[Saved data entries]

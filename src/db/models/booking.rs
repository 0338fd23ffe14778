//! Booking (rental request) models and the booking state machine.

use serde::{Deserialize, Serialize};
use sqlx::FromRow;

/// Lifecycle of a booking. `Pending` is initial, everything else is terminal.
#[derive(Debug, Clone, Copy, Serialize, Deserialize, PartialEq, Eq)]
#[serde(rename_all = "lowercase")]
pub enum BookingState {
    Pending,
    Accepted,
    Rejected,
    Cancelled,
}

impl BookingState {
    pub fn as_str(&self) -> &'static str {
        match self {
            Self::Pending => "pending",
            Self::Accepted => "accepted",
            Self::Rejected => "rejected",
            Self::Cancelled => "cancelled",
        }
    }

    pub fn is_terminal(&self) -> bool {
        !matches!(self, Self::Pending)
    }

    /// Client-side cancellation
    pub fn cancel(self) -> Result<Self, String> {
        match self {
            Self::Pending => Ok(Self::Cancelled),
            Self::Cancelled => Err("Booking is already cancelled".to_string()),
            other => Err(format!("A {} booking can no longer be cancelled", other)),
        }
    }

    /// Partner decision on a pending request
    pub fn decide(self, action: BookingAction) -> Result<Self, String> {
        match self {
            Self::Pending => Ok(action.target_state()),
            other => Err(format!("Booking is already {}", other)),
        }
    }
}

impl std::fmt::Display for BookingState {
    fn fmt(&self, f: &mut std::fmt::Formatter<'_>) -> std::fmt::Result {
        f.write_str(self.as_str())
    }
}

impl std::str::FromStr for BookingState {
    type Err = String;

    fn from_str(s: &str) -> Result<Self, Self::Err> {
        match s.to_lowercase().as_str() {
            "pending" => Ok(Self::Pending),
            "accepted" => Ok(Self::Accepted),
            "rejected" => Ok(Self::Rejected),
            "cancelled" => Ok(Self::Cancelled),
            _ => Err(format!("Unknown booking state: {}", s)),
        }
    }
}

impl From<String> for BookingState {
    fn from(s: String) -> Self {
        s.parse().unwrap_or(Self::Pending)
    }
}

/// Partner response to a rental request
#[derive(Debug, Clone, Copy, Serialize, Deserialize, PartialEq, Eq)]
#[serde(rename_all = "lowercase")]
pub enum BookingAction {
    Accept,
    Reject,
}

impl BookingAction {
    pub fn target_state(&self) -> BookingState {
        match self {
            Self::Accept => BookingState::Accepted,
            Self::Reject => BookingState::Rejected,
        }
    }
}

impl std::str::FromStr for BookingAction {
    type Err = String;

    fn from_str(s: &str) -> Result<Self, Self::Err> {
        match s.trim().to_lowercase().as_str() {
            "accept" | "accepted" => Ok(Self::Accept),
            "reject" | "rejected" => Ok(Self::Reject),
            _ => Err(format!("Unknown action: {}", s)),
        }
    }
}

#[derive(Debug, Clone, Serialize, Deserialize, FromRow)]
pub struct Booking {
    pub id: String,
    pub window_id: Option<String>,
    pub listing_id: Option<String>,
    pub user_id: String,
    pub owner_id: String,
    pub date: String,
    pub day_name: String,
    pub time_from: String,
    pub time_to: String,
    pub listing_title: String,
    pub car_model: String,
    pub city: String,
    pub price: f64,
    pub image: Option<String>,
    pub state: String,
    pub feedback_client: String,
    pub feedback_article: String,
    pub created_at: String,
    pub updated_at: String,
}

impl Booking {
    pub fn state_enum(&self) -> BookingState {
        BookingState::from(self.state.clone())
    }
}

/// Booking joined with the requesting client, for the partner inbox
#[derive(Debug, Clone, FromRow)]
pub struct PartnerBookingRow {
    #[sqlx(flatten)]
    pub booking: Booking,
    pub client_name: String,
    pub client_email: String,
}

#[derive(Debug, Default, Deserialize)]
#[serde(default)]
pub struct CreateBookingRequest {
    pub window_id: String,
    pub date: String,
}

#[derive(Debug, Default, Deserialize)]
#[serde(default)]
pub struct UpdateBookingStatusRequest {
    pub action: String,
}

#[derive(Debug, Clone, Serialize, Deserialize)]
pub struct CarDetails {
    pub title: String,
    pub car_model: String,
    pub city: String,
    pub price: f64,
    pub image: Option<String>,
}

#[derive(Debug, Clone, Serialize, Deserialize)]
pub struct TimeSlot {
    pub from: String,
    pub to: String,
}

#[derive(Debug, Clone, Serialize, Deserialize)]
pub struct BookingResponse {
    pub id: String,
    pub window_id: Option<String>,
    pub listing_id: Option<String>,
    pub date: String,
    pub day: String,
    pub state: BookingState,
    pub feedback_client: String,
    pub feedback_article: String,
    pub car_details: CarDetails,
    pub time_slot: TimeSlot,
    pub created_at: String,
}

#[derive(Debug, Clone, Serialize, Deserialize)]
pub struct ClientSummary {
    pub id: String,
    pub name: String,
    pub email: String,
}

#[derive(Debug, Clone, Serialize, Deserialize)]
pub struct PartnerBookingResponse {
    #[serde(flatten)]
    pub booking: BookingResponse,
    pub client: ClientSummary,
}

* WORK TO COMPLETE
Restate the records above word for word.

* RESPONSE
filename src/db/models/booking.rs
repository 0338fd23ffe14778
//! Booking (rental request) models and the booking state machine.

use serde::{Deserialize, Serialize};
use sqlx::FromRow;

/// Lifecycle of a booking. `Pending` is initial, everything else is terminal.
#[derive(Debug, Clone, Copy, Serialize, Deserialize, PartialEq, Eq)]
#[serde(rename_all = "lowercase")]
pub enum BookingState {
    Pending,
    Accepted,
    Rejected,
    Cancelled,
}

impl BookingState {
    pub fn as_str(&self) -> &'static str {
        match self {
            Self::Pending => "pending",
            Self::Accepted => "accepted",
            Self::Rejected => "rejected",
            Self::Cancelled => "cancelled",
        }
    }

    pub fn is_terminal(&self) -> bool {
        !matches!(self, Self::Pending)
    }

    /// Client-side cancellation
    pub fn cancel(self) -> Result<Self, String> {
        match self {
            Self::Pending => Ok(Self::Cancelled),
            Self::Cancelled => Err("Booking is already cancelled".to_string()),
            other => Err(format!("A {} booking can no longer be cancelled", other)),
        }
    }

    /// Partner decision on a pending request
    pub fn decide(self, action: BookingAction) -> Result<Self, String> {
        match self {
            Self::Pending => Ok(action.target_state()),
            other => Err(format!("Booking is already {}", other)),
        }
    }
}

impl std::fmt::Display for BookingState {
    fn fmt(&self, f: &mut std::fmt::Formatter<'_>) -> std::fmt::Result {
        f.write_str(self.as_str())
    }
}

impl std::str::FromStr for BookingState {
    type Err = String;

    fn from_str(s: &str) -> Result<Self, Self::Err> {
        match s.to_lowercase().as_str() {
            "pending" => Ok(Self::Pending),
            "accepted" => Ok(Self::Accepted),
            "rejected" => Ok(Self::Rejected),
            "cancelled" => Ok(Self::Cancelled),
            _ => Err(format!("Unknown booking state: {}", s)),
        }
    }
}

impl From<String> for BookingState {
    fn from(s: String) -> Self {
        s.parse().unwrap_or(Self::Pending)
    }
}

/// Partner response to a rental request
#[derive(Debug, Clone, Copy, Serialize, Deserialize, PartialEq, Eq)]
#[serde(rename_all = "lowercase")]
pub enum BookingAction {
    Accept,
    Reject,
}

impl BookingAction {
    pub fn target_state(&self) -> BookingState {
        match self {
            Self::Accept => BookingState::Accepted,
            Self::Reject => BookingState::Rejected,
        }
    }
}

impl std::str::FromStr for BookingAction {
    type Err = String;

    fn from_str(s: &str) -> Result<Self, Self::Err> {
        match s.trim().to_lowercase().as_str() {
            "accept" | "accepted" => Ok(Self::Accept),
            "reject" | "rejected" => Ok(Self::Reject),
            _ => Err(format!("Unknown action: {}", s)),
        }
    }
}

#[derive(Debug, Clone, Serialize, Deserialize, FromRow)]
pub struct Booking {
    pub id: String,
    pub window_id: Option<String>,
    pub listing_id: Option<String>,
    pub user_id: String,
    pub owner_id: String,
    pub date: String,
    pub day_name: String,
    pub time_from: String,
    pub time_to: String,
    pub listing_title: String,
    pub car_model: String,
    pub city: String,
    pub price: f64,
    pub image: Option<String>,
    pub state: String,
    pub feedback_client: String,
    pub feedback_article: String,
    pub created_at: String,
    pub updated_at: String,
}

impl Booking {
    pub fn state_enum(&self) -> BookingState {
        BookingState::from(self.state.clone())
    }
}

/// Booking joined with the requesting client, for the partner inbox
#[derive(Debug, Clone, FromRow)]
pub struct PartnerBookingRow {
    #[sqlx(flatten)]
    pub booking: Booking,
    pub client_name: String,
    pub client_email: String,
}

#[derive(Debug, Default, Deserialize)]
#[serde(default)]
pub struct CreateBookingRequest {
    pub window_id: String,
    pub date: String,
}

#[derive(Debug, Default, Deserialize)]
#[serde(default)]
pub struct UpdateBookingStatusRequest {
    pub action: String,
}

#[derive(Debug, Clone, Serialize, Deserialize)]
pub struct CarDetails {
    pub title: String,
    pub car_model: String,
    pub city: String,
    pub price: f64,
    pub image: Option<String>,
}

#[derive(Debug, Clone, Serialize, Deserialize)]
pub struct TimeSlot {
    pub from: String,
    pub to: String,
}

#[derive(Debug, Clone, Serialize, Deserialize)]
pub struct BookingResponse {
    pub id: String,
    pub window_id: Option<String>,
    pub listing_id: Option<String>,
    pub date: String,
    pub day: String,
    pub state: BookingState,
    pub feedback_client: String,
    pub feedback_article: String,
    pub car_details: CarDetails,
    pub time_slot: TimeSlot,
    pub created_at: String,
}

#[derive(Debug, Clone, Serialize, Deserialize)]
pub struct ClientSummary {
    pub id: String,
    pub name: String,
    pub email: String,
}

#[derive(Debug, Clone, Serialize, Deserialize)]
pub struct PartnerBookingResponse {
    #[serde(flatten)]
    pub booking: BookingResponse,
    pub client: ClientSummary,
}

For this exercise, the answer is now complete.